45 minutes of work I would guess.

Aluminium rivet installed. 5 minutes work.





I had two holes in the bottom of my boat. I used epoxy to plug them all summer long so that will solve the problem. Last weekend I plugged each of them with rivets. I had to drill one of them out to 1/4" to get a rivet to fit the hole properly. It was oblonged and a mess but now it is sold and sealed. Now the hole is fixed permanently.

If the holes in the transom are for electronics and are in a cluster. Then use a transducer mounting plate and give it a coating of 3M 3500 and install it. This will seal up all the holes and give you a better surface for future electronics. I have 8!!!!!!!! Sheet metal screws epoxied into the stern of my boat. They will all be coming out and I have one of these plates to install. It will cover all of them and then my transducer will mount to it.


----------



## cdustinc (Oct 7, 2009)

Dan,

Thanks for the info. However, everything I've looked up regarding solid rivets says that I will need special tools to install them. Is there a less costly option? Also, would blind rivets be acceptable if they were coated with 3M 5200?

Thanks, again.


----------



## danmyersmn (Oct 7, 2009)

cdustinc said:


> Dan,
> 
> Thanks for the info. However, everything I've looked up regarding solid rivets says that I will need special tools to install them. Is there a less costly option? Also, would blind rivets be acceptable if they were coated with 3M 5200?
> 
> Thanks, again.



I installed mine with a 3lb sledge head on the formed side and banged the other side flat with a standard ole framing hammer. All you need is something flat and heavy on one side and someone to hold it then bang it flat with a hammer. If you buy the rounded head solid rivets then you would want the special tool if you want to keep the head rounded.


----------



## cdustinc (Oct 7, 2009)

Hit it with a hammer? That I can do!!!

Thanks, Dan.


----------



## cdustinc (Oct 12, 2009)

OK. So, I've stripped off the old paint from the outside (not fun) and will take off the paint on the inside this week, weather permitting.

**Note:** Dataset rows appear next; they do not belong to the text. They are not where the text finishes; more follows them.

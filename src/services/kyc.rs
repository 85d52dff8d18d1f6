// KYC Service - verification lifecycle
//
// A check is created IN_PROGRESS by initiate and transitioned by the
// provider webhook. VERIFIED and REJECTED are terminal; at most one check
// per customer may be IN_PROGRESS (also enforced by a partial unique index).
// Limit raises happen downstream in the wallet core, driven by KYC_VERIFIED.

use std::sync::Arc;

use chrono::{DateTime, Utc};
use serde::Serialize;
use sqlx::PgPool;
use uuid::Uuid;

use crate::error::{Result, WalletError};
use crate::events::{EventBus, EventEnvelope, EventType, KycEventPayload};
use crate::models::{KycCheck, KycStatus};

const KYC_COLUMNS: &str =
    "id, customer_id, status, provider_reference, documents, initiated_at, verified_at, rejection_reason";

pub struct KycService {
    db: PgPool,
    bus: Arc<EventBus>,
}

/// Status view returned by the read endpoint. Customers with no check yet
/// default to PENDING.
#[derive(Debug, Clone, Serialize)]
#[serde(rename_all = "camelCase")]
pub struct KycStatusView {
    pub status: KycStatus,
    #[serde(skip_serializing_if = "Option::is_none")]
    pub verified_at: Option<DateTime<Utc>>,
    #[serde(skip_serializing_if = "Option::is_none")]
    pub rejection_reason: Option<String>,
}

impl KycService {
    pub fn new(db: PgPool, bus: Arc<EventBus>) -> Self {
        Self { db, bus }
    }

    /// Start a verification check. Rejected while another check is still in
    /// progress for the customer.
    pub async fn initiate(&self, customer_id: i64, documents: serde_json::Value) -> Result<KycCheck> {
        let non_empty = documents
            .as_object()
            .map(|map| !map.is_empty())
            .unwrap_or(false);
        if !non_empty {
            return Err(WalletError::InvalidInput(
                "At least one document is required to initiate KYC".into(),
            ));
        }

        let in_progress: Option<(Uuid,)> = sqlx::query_as(
            "SELECT id FROM kyc_checks WHERE customer_id = $1 AND status = $2",
        )
        .bind(customer_id)
        .bind(KycStatus::InProgress.as_str())
        .fetch_optional(&self.db)
        .await
        .map_err(WalletError::from_db_error)?;

        if in_progress.is_some() {
            return Err(WalletError::Conflict(
                "A KYC check is already in progress for this customer".into(),
            ));
        }

        let check_id = Uuid::new_v4();
        let provider_reference = format!("KYC-{}", Uuid::new_v4());
        let now = Utc::now();

        let result = sqlx::query(
            r#"
            INSERT INTO kyc_checks
            (id, customer_id, status, provider_reference, documents, initiated_at)
            VALUES ($1, $2, $3, $4, $5, $6)
            "#,
        )
        .bind(check_id)
        .bind(customer_id)
        .bind(KycStatus::InProgress.as_str())
        .bind(&provider_reference)
        .bind(&documents)
        .bind(now)
        .execute(&self.db)
        .await;

        if let Err(e) = result {
            // The partial unique index caught a concurrent initiate
            if is_unique_violation(&e) {
                return Err(WalletError::Conflict(
                    "A KYC check is already in progress for this customer".into(),
                ));
            }
            return Err(WalletError::from(e));
        }

        let check = self.find_check(check_id).await?;
        tracing::info!(
            "KYC check {} initiated for customer {} (ref {})",
            check.id,
            customer_id,
            provider_reference
        );

        self.publish_kyc_event(EventType::KycInitiated, &check).await;

        Ok(check)
    }

    /// Provider webhook: transition the customer's latest check to VERIFIED
    /// or REJECTED. Terminal checks reject further transitions.
    pub async fn apply_webhook(
        &self,
        customer_id: i64,
        status: &str,
        verified_at: Option<&str>,
        rejection_reason: Option<&str>,
    ) -> Result<KycCheck> {
        let target = match status {
            "VERIFIED" => KycStatus::Verified,
            "REJECTED" => KycStatus::Rejected,
            other => {
                return Err(WalletError::InvalidInput(format!(
                    "Unknown KYC status: {}",
                    other
                )))
            }
        };

        let check = self
            .latest_check(customer_id)
            .await?
            .ok_or_else(|| {
                WalletError::NotFound(format!("No KYC record for customer {}", customer_id))
            })?;

        if check.status.is_terminal() {
            return Err(WalletError::Conflict(format!(
                "KYC check {} is already {}",
                check.id,
                check.status.as_str()
            )));
        }

        // Provider timestamps arrive as ISO strings; fall back to now when
        // the value does not parse.
        let verified_at = match target {
            KycStatus::Verified => Some(
                verified_at
                    .and_then(|s| DateTime::parse_from_rfc3339(s).ok())
                    .map(|dt| dt.with_timezone(&Utc))
                    .unwrap_or_else(Utc::now),
            ),
            _ => None,
        };

        let rejection_reason = match target {
            KycStatus::Rejected => Some(
                rejection_reason
                    .unwrap_or("Rejected by verification provider")
                    .to_string(),
            ),
            _ => None,
        };

        sqlx::query(
            r#"
            UPDATE kyc_checks
            SET status = $1, verified_at = $2, rejection_reason = $3
            WHERE id = $4
            "#,
        )
        .bind(target.as_str())
        .bind(verified_at)
        .bind(&rejection_reason)
        .bind(check.id)
        .execute(&self.db)
        .await
        .map_err(WalletError::from_db_error)?;

        let check = self.find_check(check.id).await?;
        tracing::info!(
            "KYC check {} for customer {} transitioned to {}",
            check.id,
            customer_id,
            target.as_str()
        );

        let event_type = match target {
            KycStatus::Verified => EventType::KycVerified,
            _ => EventType::KycRejected,
        };
        self.publish_kyc_event(event_type, &check).await;

        Ok(check)
    }

    /// Latest check status for a customer, defaulting to PENDING when no
    /// check exists yet.
    pub async fn status(&self, customer_id: i64) -> Result<KycStatusView> {
        let check = self.latest_check(customer_id).await?;

        Ok(match check {
            Some(check) => KycStatusView {
                status: check.status,
                verified_at: check.verified_at,
                rejection_reason: check.rejection_reason,
            },
            None => KycStatusView {
                status: KycStatus::Pending,
                verified_at: None,
                rejection_reason: None,
            },
        })
    }

    // Internal helpers

    async fn find_check(&self, check_id: Uuid) -> Result<KycCheck> {
        sqlx::query_as::<_, KycCheck>(&format!(
            "SELECT {} FROM kyc_checks WHERE id = $1",
            KYC_COLUMNS
        ))
        .bind(check_id)
        .fetch_optional(&self.db)
        .await
        .map_err(WalletError::from_db_error)?
        .ok_or_else(|| WalletError::NotFound(format!("KYC check {} not found", check_id)))
    }

    async fn latest_check(&self, customer_id: i64) -> Result<Option<KycCheck>> {
        let check = sqlx::query_as::<_, KycCheck>(&format!(
            "SELECT {} FROM kyc_checks WHERE customer_id = $1 ORDER BY initiated_at DESC LIMIT 1",
            KYC_COLUMNS
        ))
        .bind(customer_id)
        .fetch_optional(&self.db)
        .await
        .map_err(WalletError::from_db_error)?;

        Ok(check)
    }

    async fn publish_kyc_event(&self, event_type: EventType, check: &KycCheck) {
        let user_id: Option<(String,)> =
            match sqlx::query_as("SELECT user_id FROM customer_user_mapping WHERE customer_id = $1")
                .bind(check.customer_id)
                .fetch_optional(&self.db)
                .await
            {
                Ok(row) => row,
                Err(e) => {
                    tracing::warn!(
                        "Could not resolve subject for customer {}: {}",
                        check.customer_id,
                        e
                    );
                    None
                }
            };

        let payload = KycEventPayload {
            kyc_check_id: check.id,
            customer_id: check.customer_id,
            user_id: user_id.map(|(u,)| u).unwrap_or_default(),
            status: check.status.as_str().to_string(),
            provider_reference: check.provider_reference.clone(),
            initiated_at: check.initiated_at,
            verified_at: check.verified_at,
            rejection_reason: check.rejection_reason.clone(),
            documents: check.documents.clone(),
        };

        let envelope =
            match EventEnvelope::new(event_type, check.customer_id.to_string(), &payload) {
                Ok(envelope) => envelope,
                Err(e) => {
                    tracing::error!("Failed to build {} event: {}", event_type.as_str(), e);
                    return;
                }
            };

        if let Err(e) = self.bus.publish(envelope).await {
            tracing::warn!(
                "Failed to publish {} for check {}: {}",
                event_type.as_str(),
                check.id,
                e
            );
        }
    }
}

fn is_unique_violation(err: &sqlx::Error) -> bool {
    matches!(err, sqlx::Error::Database(db_err) if db_err.is_unique_violation())
}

As I'm getting ready to do this, my thoughts turn to decking options. I'm planning on installing some type of flat surface in the floor of the boat. I've searched the site and still cannot make up my mind. Here are the issues:

1) Weight is an issue. I need this boat to stay as light as possible for navigating the rivers here in East Tennessee.

2) Traction is an issue, as mosy fly fishing is done standing up.

3) DO NOT want carpet. (Ever tried to find a size 20 fly in a patch of carpet? #-o )

4) I need something that can be installed by a trained monkey, as I am generally not considered 'handy' in any way, shape, or form.


----------



## cdustinc (May 26, 2010)

I know it's been a while. Had to put the boat on the back burner, but now I'm back to the transmogrification at hand.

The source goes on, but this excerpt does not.